**WORK INSTRUCTION**
From the entries provided below, copy each line that contains the word "NotOwner".

===== MATERIAL PROVIDED =====

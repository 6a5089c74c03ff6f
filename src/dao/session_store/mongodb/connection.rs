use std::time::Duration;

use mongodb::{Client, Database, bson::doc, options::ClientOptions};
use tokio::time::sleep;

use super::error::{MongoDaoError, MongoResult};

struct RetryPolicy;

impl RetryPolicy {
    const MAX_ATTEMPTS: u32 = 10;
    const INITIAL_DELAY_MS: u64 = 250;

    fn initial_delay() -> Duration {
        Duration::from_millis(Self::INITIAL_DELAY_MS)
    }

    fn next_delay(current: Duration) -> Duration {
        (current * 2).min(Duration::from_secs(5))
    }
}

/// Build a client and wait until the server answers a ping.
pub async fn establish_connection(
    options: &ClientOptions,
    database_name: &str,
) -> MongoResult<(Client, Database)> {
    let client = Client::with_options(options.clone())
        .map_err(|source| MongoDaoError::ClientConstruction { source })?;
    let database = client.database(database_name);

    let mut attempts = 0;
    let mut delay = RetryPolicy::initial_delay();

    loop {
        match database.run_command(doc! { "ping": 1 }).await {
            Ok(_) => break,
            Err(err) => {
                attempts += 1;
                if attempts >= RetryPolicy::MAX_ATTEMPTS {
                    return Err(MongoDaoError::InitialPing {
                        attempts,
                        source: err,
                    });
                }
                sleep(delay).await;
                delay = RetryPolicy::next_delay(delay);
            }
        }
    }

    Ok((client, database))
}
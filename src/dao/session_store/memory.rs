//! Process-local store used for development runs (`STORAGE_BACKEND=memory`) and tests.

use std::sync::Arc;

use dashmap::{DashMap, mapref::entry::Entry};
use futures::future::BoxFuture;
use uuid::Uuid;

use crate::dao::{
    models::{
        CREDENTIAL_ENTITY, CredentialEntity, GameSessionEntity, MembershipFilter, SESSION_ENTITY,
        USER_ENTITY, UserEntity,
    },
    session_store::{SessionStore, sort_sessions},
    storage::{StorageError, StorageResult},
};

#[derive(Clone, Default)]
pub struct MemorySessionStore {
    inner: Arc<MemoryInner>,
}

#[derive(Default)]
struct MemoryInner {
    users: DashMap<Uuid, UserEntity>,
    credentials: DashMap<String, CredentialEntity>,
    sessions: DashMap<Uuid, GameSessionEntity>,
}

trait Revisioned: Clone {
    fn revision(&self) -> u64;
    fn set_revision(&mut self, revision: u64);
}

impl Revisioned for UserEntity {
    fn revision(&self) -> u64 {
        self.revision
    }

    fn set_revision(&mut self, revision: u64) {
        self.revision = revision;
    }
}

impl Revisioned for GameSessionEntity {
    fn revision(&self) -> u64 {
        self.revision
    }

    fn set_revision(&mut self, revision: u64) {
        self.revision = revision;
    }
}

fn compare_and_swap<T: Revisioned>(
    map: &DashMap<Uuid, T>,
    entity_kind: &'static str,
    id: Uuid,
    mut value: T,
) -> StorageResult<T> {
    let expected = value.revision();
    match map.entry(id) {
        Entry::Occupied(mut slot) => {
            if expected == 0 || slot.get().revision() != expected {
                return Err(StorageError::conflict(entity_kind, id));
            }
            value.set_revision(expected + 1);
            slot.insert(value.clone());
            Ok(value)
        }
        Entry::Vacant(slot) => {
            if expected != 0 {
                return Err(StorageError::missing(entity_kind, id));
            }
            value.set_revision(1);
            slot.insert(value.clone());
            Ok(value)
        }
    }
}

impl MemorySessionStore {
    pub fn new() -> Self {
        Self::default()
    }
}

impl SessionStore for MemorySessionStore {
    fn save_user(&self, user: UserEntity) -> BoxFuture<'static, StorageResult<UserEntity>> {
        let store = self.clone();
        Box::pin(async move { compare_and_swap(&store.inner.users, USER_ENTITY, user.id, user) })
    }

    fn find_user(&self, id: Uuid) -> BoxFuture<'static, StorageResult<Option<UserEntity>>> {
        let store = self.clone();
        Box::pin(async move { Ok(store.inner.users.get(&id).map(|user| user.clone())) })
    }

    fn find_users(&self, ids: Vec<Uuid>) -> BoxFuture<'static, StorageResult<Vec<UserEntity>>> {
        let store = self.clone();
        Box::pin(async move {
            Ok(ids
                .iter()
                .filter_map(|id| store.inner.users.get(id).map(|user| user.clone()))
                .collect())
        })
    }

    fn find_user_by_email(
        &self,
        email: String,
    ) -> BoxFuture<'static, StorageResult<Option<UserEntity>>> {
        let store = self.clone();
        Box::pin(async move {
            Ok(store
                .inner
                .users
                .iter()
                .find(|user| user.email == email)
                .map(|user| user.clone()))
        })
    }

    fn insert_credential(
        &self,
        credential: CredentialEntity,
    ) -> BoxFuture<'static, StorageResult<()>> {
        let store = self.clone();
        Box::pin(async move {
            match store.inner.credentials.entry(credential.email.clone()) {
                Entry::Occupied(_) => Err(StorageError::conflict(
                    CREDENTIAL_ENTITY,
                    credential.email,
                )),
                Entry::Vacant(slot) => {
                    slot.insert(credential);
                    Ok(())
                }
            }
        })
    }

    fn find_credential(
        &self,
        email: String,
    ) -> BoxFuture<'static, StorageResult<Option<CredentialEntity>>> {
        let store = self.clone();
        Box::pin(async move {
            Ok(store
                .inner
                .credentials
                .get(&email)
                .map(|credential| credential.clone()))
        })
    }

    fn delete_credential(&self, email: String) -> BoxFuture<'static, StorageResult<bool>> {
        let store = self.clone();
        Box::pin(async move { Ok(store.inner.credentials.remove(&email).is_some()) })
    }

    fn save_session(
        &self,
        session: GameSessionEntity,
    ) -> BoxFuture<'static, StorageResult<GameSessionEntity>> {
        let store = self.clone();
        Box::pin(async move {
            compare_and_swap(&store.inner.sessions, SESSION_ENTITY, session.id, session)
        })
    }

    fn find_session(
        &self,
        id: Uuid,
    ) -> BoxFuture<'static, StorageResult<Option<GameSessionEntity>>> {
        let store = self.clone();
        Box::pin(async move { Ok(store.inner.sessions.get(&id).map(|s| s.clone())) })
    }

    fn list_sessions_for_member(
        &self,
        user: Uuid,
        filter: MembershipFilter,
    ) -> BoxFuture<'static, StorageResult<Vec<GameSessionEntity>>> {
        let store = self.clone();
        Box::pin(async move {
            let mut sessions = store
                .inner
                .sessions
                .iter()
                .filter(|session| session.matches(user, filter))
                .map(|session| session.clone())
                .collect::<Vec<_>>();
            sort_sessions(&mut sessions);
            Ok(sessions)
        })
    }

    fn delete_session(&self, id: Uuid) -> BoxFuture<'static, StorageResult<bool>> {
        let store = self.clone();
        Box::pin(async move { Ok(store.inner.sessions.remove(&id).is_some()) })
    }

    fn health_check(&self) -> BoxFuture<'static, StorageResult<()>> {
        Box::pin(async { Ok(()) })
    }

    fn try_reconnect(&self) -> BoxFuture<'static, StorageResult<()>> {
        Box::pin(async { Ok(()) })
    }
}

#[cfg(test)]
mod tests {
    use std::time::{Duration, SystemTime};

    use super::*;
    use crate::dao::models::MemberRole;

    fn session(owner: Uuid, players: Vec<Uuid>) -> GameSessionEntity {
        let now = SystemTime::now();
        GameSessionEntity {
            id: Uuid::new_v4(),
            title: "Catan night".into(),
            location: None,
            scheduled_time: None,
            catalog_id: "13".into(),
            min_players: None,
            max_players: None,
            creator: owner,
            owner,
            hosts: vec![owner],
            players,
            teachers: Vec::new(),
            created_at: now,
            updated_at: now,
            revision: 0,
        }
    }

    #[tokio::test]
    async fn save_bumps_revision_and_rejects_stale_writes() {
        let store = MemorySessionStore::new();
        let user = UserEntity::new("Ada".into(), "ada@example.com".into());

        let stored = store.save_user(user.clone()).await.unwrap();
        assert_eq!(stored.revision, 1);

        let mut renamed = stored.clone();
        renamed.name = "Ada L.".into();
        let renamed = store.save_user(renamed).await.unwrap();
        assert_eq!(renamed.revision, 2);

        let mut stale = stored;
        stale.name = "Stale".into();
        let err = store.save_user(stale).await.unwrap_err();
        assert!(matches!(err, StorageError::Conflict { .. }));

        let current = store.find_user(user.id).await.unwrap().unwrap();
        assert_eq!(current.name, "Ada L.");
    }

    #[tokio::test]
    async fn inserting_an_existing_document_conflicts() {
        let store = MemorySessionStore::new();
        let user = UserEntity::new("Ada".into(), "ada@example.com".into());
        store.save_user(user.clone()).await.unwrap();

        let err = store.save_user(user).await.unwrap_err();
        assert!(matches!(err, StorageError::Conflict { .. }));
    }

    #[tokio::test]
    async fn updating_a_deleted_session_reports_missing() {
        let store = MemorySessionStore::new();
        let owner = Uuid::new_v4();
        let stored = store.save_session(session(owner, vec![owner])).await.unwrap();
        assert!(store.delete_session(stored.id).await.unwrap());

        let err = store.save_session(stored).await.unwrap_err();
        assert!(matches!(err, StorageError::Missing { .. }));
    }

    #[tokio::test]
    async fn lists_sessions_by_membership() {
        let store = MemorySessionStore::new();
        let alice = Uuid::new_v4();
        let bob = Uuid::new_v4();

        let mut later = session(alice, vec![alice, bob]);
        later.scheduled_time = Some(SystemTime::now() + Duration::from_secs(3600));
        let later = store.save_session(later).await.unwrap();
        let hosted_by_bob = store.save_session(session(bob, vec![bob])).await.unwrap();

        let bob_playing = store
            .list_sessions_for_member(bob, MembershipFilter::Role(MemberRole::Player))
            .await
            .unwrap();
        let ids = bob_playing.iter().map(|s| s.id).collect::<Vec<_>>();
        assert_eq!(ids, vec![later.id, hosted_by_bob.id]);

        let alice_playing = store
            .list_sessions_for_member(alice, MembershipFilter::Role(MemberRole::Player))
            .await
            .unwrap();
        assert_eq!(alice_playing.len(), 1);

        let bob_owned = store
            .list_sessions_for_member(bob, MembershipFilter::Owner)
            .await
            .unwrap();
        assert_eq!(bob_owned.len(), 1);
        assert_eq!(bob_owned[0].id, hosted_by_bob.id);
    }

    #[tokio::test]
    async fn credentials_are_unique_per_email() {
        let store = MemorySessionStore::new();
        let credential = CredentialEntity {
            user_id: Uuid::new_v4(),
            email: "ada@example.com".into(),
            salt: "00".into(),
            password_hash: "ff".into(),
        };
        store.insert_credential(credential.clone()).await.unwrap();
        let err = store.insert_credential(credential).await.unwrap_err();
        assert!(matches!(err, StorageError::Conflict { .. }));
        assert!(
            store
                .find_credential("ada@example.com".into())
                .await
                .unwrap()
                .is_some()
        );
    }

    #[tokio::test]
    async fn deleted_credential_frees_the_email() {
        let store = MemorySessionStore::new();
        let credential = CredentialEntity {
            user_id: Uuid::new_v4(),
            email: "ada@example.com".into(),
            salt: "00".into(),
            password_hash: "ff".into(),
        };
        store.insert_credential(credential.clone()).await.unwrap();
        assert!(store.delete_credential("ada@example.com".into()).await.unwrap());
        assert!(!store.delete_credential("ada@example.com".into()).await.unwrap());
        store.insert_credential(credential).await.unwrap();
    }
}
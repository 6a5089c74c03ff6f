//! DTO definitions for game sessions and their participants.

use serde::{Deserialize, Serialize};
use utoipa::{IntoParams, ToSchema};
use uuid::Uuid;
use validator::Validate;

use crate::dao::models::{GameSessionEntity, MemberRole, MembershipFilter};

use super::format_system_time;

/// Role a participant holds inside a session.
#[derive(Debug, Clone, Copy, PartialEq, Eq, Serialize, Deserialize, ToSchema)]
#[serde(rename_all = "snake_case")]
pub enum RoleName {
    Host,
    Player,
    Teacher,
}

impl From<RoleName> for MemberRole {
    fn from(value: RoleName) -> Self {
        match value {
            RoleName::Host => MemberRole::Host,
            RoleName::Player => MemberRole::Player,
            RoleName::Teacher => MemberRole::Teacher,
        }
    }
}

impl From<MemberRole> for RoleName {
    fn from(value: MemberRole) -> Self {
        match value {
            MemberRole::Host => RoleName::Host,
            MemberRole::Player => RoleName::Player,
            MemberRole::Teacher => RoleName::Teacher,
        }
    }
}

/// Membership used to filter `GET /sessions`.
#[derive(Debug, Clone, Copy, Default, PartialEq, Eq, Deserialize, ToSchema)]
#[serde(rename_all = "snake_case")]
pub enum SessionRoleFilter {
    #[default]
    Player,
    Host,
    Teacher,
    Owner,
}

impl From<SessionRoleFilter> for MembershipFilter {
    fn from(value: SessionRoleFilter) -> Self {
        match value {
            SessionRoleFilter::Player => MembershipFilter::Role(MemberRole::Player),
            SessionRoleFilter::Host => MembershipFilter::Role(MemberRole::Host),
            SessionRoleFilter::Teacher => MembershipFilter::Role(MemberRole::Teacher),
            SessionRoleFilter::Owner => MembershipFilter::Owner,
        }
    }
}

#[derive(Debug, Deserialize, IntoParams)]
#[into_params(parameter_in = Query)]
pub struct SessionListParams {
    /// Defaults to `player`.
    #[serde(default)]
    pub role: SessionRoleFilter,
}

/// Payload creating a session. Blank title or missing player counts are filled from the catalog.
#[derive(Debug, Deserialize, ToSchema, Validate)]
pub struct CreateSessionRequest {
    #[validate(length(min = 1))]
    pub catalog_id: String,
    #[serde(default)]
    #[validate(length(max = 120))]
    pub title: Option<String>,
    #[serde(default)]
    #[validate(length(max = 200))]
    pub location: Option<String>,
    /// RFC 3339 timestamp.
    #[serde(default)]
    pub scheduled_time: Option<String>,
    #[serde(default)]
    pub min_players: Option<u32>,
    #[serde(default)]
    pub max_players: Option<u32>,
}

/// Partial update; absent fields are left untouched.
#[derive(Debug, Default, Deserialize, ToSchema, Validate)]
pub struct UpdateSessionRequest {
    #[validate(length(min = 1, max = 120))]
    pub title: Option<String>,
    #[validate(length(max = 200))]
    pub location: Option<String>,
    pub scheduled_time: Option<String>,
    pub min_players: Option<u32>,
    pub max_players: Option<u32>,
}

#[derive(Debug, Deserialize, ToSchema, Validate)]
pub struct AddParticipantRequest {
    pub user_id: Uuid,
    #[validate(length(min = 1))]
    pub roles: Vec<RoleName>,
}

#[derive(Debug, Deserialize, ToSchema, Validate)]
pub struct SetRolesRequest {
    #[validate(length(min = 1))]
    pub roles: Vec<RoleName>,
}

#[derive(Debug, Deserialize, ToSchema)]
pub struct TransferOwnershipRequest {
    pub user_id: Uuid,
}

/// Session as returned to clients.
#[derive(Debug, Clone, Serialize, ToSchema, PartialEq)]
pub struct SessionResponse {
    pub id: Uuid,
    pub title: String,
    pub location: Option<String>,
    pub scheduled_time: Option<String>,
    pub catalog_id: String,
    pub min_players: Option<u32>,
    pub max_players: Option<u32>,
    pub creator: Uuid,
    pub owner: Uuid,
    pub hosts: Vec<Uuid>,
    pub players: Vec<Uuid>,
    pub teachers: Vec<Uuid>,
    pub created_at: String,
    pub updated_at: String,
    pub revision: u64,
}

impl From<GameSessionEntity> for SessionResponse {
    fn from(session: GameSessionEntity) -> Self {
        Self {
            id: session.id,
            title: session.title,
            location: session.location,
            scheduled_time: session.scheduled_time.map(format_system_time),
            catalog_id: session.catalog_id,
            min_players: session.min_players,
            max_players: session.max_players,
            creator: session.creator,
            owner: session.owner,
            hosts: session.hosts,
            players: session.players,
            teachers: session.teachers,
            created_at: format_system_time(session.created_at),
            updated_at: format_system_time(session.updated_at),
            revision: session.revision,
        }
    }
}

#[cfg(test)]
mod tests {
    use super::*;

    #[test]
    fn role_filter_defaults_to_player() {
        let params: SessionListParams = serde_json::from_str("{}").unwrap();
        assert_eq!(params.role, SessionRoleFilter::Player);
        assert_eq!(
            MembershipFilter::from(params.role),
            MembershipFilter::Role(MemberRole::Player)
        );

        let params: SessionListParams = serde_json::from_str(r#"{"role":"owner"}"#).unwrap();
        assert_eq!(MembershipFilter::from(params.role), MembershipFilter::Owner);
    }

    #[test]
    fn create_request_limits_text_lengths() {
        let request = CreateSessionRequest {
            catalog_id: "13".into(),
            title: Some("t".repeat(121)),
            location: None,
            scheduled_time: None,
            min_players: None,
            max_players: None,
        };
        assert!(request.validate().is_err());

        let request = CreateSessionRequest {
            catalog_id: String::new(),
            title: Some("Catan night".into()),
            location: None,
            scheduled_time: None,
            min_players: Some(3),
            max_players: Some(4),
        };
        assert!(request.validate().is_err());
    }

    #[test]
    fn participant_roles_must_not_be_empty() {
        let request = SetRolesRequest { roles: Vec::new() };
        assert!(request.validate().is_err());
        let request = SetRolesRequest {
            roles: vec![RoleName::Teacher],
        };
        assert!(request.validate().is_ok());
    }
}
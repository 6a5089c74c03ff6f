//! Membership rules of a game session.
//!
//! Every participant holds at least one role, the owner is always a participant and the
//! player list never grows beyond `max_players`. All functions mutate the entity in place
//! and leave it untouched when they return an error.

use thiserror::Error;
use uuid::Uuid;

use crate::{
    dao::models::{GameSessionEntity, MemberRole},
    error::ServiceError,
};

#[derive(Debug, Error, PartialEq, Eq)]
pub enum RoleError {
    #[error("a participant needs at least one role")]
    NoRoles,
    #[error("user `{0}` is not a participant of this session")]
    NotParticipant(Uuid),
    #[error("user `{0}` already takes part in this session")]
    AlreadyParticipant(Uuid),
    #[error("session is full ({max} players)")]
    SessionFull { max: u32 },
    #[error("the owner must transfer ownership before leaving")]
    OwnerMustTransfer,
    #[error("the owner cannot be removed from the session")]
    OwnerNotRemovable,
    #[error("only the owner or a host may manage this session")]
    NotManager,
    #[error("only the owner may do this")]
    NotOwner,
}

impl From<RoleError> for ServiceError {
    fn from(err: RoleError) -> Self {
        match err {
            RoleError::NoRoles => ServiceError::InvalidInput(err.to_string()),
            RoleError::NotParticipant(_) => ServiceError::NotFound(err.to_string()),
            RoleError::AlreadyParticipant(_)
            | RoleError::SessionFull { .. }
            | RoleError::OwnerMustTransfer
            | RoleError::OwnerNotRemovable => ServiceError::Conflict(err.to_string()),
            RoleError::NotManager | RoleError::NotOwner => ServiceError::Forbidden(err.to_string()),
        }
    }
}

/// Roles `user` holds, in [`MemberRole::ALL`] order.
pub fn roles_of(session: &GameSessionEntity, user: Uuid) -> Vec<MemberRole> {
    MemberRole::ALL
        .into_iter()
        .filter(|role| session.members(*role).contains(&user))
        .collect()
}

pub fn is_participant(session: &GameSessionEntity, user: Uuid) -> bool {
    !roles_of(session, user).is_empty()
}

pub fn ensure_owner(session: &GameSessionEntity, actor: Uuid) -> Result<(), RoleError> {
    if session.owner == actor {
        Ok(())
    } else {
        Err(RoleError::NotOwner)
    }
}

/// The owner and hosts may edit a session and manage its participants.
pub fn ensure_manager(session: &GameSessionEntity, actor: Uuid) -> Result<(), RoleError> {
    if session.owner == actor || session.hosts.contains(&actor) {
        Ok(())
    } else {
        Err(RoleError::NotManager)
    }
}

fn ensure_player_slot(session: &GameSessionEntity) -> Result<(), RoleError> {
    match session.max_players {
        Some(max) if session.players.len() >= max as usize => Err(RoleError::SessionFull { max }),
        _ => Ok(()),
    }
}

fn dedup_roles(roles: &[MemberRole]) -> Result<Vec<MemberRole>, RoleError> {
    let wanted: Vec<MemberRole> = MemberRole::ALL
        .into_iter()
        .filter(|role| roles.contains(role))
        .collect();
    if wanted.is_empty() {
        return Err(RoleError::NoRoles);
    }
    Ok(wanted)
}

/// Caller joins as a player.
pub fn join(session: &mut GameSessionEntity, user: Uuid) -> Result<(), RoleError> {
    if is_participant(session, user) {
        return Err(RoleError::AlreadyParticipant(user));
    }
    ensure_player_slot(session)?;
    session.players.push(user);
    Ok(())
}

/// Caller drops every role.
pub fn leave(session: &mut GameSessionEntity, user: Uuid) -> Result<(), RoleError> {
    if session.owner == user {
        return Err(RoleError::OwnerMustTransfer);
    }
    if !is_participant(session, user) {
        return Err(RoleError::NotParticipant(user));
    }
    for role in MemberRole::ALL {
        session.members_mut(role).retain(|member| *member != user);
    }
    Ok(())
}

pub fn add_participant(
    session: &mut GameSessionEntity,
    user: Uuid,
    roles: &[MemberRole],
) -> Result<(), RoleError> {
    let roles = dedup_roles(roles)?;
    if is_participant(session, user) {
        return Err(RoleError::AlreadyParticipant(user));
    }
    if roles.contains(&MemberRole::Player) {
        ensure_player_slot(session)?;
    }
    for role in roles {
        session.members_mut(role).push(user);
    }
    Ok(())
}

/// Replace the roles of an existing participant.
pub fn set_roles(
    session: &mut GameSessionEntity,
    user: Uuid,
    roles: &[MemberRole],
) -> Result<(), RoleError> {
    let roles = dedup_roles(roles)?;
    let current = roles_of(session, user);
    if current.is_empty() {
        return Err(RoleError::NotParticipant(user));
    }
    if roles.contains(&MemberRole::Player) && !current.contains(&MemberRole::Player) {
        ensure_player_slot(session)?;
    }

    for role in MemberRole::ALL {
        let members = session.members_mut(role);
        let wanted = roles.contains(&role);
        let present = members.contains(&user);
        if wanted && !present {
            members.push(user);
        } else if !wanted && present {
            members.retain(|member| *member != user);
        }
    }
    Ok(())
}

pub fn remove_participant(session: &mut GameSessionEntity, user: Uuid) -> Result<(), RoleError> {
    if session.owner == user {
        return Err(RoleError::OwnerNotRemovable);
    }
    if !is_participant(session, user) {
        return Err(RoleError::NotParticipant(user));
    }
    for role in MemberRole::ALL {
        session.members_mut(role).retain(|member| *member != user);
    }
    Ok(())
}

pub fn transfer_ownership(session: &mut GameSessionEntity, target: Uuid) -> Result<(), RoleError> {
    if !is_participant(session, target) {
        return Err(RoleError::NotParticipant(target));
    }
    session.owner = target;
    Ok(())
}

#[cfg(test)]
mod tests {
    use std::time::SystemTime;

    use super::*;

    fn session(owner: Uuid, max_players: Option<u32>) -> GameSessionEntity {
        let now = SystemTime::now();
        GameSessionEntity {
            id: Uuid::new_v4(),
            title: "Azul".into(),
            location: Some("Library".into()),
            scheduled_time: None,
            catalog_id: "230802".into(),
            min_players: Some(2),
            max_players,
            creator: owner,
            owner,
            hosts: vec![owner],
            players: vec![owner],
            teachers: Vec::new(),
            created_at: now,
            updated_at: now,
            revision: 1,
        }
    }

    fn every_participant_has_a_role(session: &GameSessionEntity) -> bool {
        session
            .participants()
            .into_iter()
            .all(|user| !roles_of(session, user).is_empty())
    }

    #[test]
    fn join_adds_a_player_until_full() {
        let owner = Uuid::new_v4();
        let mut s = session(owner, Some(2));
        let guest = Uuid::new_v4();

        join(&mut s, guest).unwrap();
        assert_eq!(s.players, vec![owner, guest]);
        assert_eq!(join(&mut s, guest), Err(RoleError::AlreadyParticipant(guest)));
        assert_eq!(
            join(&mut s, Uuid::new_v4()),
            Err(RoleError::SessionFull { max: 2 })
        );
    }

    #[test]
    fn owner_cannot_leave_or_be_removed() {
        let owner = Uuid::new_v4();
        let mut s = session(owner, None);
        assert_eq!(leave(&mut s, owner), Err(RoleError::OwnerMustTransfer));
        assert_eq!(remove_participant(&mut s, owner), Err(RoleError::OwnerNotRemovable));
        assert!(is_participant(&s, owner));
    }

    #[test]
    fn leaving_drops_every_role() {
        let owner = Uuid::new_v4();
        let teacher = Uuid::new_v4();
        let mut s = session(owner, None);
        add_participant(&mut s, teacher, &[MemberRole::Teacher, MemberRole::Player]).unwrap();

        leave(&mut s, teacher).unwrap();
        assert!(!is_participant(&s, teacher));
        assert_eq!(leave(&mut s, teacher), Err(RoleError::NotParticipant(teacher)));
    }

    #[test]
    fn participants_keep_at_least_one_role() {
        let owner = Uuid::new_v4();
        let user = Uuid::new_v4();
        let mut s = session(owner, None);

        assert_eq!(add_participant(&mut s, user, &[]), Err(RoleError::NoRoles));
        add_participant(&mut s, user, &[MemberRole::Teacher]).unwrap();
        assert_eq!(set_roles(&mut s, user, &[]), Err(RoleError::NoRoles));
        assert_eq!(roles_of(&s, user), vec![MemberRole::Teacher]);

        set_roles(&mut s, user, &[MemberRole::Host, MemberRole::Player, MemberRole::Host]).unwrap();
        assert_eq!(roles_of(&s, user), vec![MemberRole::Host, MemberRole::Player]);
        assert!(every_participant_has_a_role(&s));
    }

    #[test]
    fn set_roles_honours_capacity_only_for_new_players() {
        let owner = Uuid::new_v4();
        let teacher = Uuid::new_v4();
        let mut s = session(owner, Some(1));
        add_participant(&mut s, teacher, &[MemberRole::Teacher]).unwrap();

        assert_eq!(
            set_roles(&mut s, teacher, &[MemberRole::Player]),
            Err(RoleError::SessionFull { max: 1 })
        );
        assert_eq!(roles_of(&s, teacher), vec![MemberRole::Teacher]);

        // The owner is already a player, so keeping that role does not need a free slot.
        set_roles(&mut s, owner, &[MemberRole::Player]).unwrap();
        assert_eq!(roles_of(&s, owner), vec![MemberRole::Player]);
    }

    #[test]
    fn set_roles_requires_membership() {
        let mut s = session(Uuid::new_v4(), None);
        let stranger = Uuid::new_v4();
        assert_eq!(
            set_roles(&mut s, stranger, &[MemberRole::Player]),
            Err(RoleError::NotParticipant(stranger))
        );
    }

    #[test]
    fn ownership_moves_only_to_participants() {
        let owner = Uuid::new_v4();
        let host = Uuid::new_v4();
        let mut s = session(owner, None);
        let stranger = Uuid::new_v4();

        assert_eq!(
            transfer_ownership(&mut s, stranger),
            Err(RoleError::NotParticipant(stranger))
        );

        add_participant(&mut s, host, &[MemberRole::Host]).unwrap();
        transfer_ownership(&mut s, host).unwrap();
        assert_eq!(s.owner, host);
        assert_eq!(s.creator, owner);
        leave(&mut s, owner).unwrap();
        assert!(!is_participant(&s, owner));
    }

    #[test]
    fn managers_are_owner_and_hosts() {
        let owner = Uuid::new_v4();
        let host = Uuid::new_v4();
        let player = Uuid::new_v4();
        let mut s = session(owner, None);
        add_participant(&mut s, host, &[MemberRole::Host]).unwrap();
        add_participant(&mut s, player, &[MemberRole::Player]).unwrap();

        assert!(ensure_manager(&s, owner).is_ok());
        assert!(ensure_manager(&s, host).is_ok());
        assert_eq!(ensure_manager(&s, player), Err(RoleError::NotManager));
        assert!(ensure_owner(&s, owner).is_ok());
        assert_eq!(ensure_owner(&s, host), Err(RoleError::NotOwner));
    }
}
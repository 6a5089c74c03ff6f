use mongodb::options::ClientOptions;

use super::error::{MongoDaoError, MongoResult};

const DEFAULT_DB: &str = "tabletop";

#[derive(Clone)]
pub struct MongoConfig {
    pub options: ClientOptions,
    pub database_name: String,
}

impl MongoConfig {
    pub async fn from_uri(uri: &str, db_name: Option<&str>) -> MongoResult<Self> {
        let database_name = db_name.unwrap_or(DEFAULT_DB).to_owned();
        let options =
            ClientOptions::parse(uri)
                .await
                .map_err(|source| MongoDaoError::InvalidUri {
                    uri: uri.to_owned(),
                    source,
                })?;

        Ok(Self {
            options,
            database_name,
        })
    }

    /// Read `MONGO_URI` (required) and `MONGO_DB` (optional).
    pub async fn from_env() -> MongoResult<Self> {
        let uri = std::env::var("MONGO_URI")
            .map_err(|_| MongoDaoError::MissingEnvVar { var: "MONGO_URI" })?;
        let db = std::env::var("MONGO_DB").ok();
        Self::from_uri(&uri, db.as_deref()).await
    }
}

=====

**ANSWER BOX**
    NotOwner,
            RoleError::NotManager | RoleError::NotOwner => ServiceError::Forbidden(err.to_string()),
        Err(RoleError::NotOwner)
        assert_eq!(ensure_owner(&s, host), Err(RoleError::NotOwner));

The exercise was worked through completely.